3. The terns eat fish that they catch
10. fishermen see the terns migrating
Note that the string being sought is not required to be a full word. It can be part of a word, for example.

If the file to be searched does not exist, your program must print a message that the file does not exist, and immediatly stop.

Your program can presume that each line of text has no more than 255 characters.


Design Issues

This program must be written according to the following design guidelines. Programs that do not follow these guidlines will receive very low scores.

  1. This program must be written in two modules.

  2. One module, which must be called showlines.cpp, must contain the main program. That module must also contain a comment describing what the program does.
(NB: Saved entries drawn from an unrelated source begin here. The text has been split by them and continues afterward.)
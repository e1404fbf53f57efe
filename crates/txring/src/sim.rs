//! Simulated transfer engines for host testing.
//!
//! - [`ManualDma`] queues every accepted span and lets the caller decide
//!   when (and with what length) completion fires. Deterministic; used by
//!   the unit and property tests.
//! - [`ThreadedDma`] hands spans to a worker thread that copies them into a
//!   [`Sink`] and reports completion from that thread, the way a DMA
//!   interrupt preempts the producer on real hardware.

use crate::{Config, ConfigError, StartError, TransferEngine, TransferSpan, TxRing};
use std::collections::VecDeque;
use std::sync::mpsc::{self, Sender};
use std::sync::{Arc, Condvar, Mutex, MutexGuard, PoisonError};
use std::thread;
use std::time::{Duration, Instant};

fn lock<T>(mutex: &Mutex<T>) -> MutexGuard<'_, T> {
    mutex.lock().unwrap_or_else(PoisonError::into_inner)
}

// =============================================================================
// MANUAL ENGINE
// =============================================================================

/// Engine that records requests and completes only when told to.
#[derive(Debug, Default)]
pub struct ManualDma {
    requests: Mutex<VecDeque<TransferSpan>>,
    reject: Mutex<Option<StartError>>,
}

impl ManualDma {
    /// Creates an engine with no outstanding requests.
    pub fn new() -> Self {
        Self::default()
    }

    /// Makes the next `start_transfer` fail with `err`.
    pub fn reject_next(&self, err: StartError) {
        *lock(&self.reject) = Some(err);
    }

    /// Number of accepted requests not yet taken.
    pub fn requests(&self) -> usize {
        lock(&self.requests).len()
    }

    /// Pops the oldest accepted request.
    pub fn take_request(&self) -> Option<TransferSpan> {
        lock(&self.requests).pop_front()
    }

    /// Runs every request to completion, returning the bytes in send order.
    ///
    /// Each span is copied out before its completion is reported, then the
    /// completion's restart is picked up on the next loop iteration.
    pub fn drain_into_vec(&self, ring: &TxRing<ManualDma>) -> Vec<u8> {
        let mut out = Vec::new();
        while let Some(span) = self.take_request() {
            // SAFETY: `ring` is borrowed for the whole call and this span's
            // completion has not been reported yet. The span is copied out
            // before its completion hands the slots back to the producer.
            unsafe {
                out.extend_from_slice(span.as_slice());
                ring.on_transfer_complete(span.len());
            }
        }
        out
    }
}

impl TransferEngine for ManualDma {
    fn start_transfer(&self, span: TransferSpan) -> Result<(), StartError> {
        if let Some(err) = lock(&self.reject).take() {
            return Err(err);
        }
        lock(&self.requests).push_back(span);
        Ok(())
    }

    fn name(&self) -> &str {
        "manual-dma"
    }
}

// =============================================================================
// THREADED ENGINE
// =============================================================================

/// Output collected by a [`ThreadedDma`] worker.
#[derive(Debug, Clone, Default)]
pub struct Sink {
    inner: Arc<(Mutex<Vec<u8>>, Condvar)>,
}

impl Sink {
    fn extend(&self, bytes: &[u8]) {
        let (data, ready) = &*self.inner;
        lock(data).extend_from_slice(bytes);
        ready.notify_all();
    }

    /// Copy of everything received so far.
    pub fn contents(&self) -> Vec<u8> {
        lock(&self.inner.0).clone()
    }

    /// Number of bytes received so far.
    pub fn len(&self) -> usize {
        lock(&self.inner.0).len()
    }

    /// Returns true if nothing has been received.
    pub fn is_empty(&self) -> bool {
        self.len() == 0
    }

    /// Blocks until at least `len` bytes arrived or `timeout` passes.
    pub fn wait_for(&self, len: usize, timeout: Duration) -> bool {
        let (data, ready) = &*self.inner;
        let deadline = Instant::now() + timeout;
        let mut guard = lock(data);
        while guard.len() < len {
            let now = Instant::now();
            if now >= deadline {
                return false;
            }
            guard = ready
                .wait_timeout(guard, deadline - now)
                .unwrap_or_else(PoisonError::into_inner)
                .0;
        }
        true
    }
}

/// Engine backed by a worker thread standing in for the DMA interrupt.
///
/// The worker holds only a weak reference to the ring; once the last
/// `Arc<TxRing>` is dropped the channel closes and the worker exits.
#[derive(Debug)]
pub struct ThreadedDma {
    jobs: Sender<TransferSpan>,
}

impl ThreadedDma {
    /// Builds a ring bound to a fresh worker thread.
    ///
    /// `byte_time` is slept per transferred byte to model the line rate
    /// (`Duration::ZERO` for as fast as possible).
    pub fn spawn(config: Config, byte_time: Duration) -> Result<(Arc<TxRing<Self>>, Sink), ConfigError> {
        let (jobs, rx) = mpsc::channel::<TransferSpan>();
        let ring = Arc::new(TxRing::new(config, Self { jobs })?);
        let sink = Sink::default();

        let weak = Arc::downgrade(&ring);
        let worker_sink = sink.clone();
        thread::spawn(move || {
            while let Ok(span) = rx.recv() {
                let Some(ring) = weak.upgrade() else {
                    break;
                };
                if !byte_time.is_zero() {
                    thread::sleep(byte_time * span.len() as u32);
                }
                // SAFETY: we hold a strong reference, so the storage is alive.
                // This worker is the engine that accepted the span: it reads
                // the bytes, then reports completion exactly once.
                unsafe {
                    worker_sink.extend(span.as_slice());
                    ring.on_transfer_complete(span.len());
                }
            }
        });

        Ok((ring, sink))
    }
}

impl TransferEngine for ThreadedDma {
    fn start_transfer(&self, span: TransferSpan) -> Result<(), StartError> {
        self.jobs.send(span).map_err(|_| StartError::Disconnected)
    }

    fn name(&self) -> &str {
        "threaded-dma"
    }
}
  3. The other module, which must be called search.cpp, must contain a function called search that takes two parameters: (1) an array pattern of characters telling the string to search for and (2) an array text of characters to search. Both arrays are assumed to be null-terminated arrays of characters. That is, there is a null character ('\0') in the array that indicates the end of the string. (The null character is not part of the string; it is only an end marker.) The search function must produce a boolean result: true if the pattern occurs in the text string, and false if not. For example, search("dog", "the dog jumped on the couch") yields true. The heading for the search function must be

       bool search(char pattern[], char text[])
    

  4. File search.cpp must contain another function that is used to help in implementing function search. That function takes three parameters: a pattern, a text and an integer k. It returns a boolean result, telling whether the pattern occurs in the text starting at index k. For example, if this function is called occursAt, then occursAt("the", "the dog jumped on the couch", 0) returns true, but occursAt("dog", "the dog jumped on the couch", 0) returns false since "dog" does not occur at the beginning of the text (index 0). But occursAt("dog", "the dog jumped on the couch", 4) returns true.

    You may have other helper functions in search.cpp. Provide a clear and concise contract for every function.

  5. There must be a third file, search.h, that contains a prototype for the search function. (The prototype is just the function heading followed by a semicolon.) Both showlines.cpp and search.cpp must include search.h. That is, they will have a line that says

    #include "search.h"
    

    File search.h must have a clear and concise contract describing what your search function does. The contract must clearly describe the role of each parameter, and the meaning of the result. The contract must not describe irrelevant things, such as the method used, or other details of the function body.

    File search.h must not contain prototypes or comments about any functions other than search. Module showlines.cpp must not include search.cpp. So, if you write
    #include "search.cpp"
    
    you are doing something wrong.

  6. The main program must use the search function from the search.cpp module to check a line of text. It cannot do the check directly itself.


Algorithmic Issues

The main program should perform a loop.

  linenumber = 1.
  Loop
    Read a line into an array.  Determine how many characters are in the line.
    If the end of file was reached then exit the loop.
    If the pattern occurs in the line then print the line, numbered by linenumber.
    Add 1 to linenumber
  End loop

The search function should also contain a loop

  k = 0
  While there are still enough characters left in the text array from index k to the end do
    If the pattern occurs in the text at index k
      return true
    Add 1 to k.
  End loop
  Return false.


Implementation Issues and hints

Implementation requirements

  1. The standard library contains a function called strstr that checks to see whether one string is contained in another. For this assignment you may not use that function, or any similar function. Do you own search. You may use library functions strlen and strcpy.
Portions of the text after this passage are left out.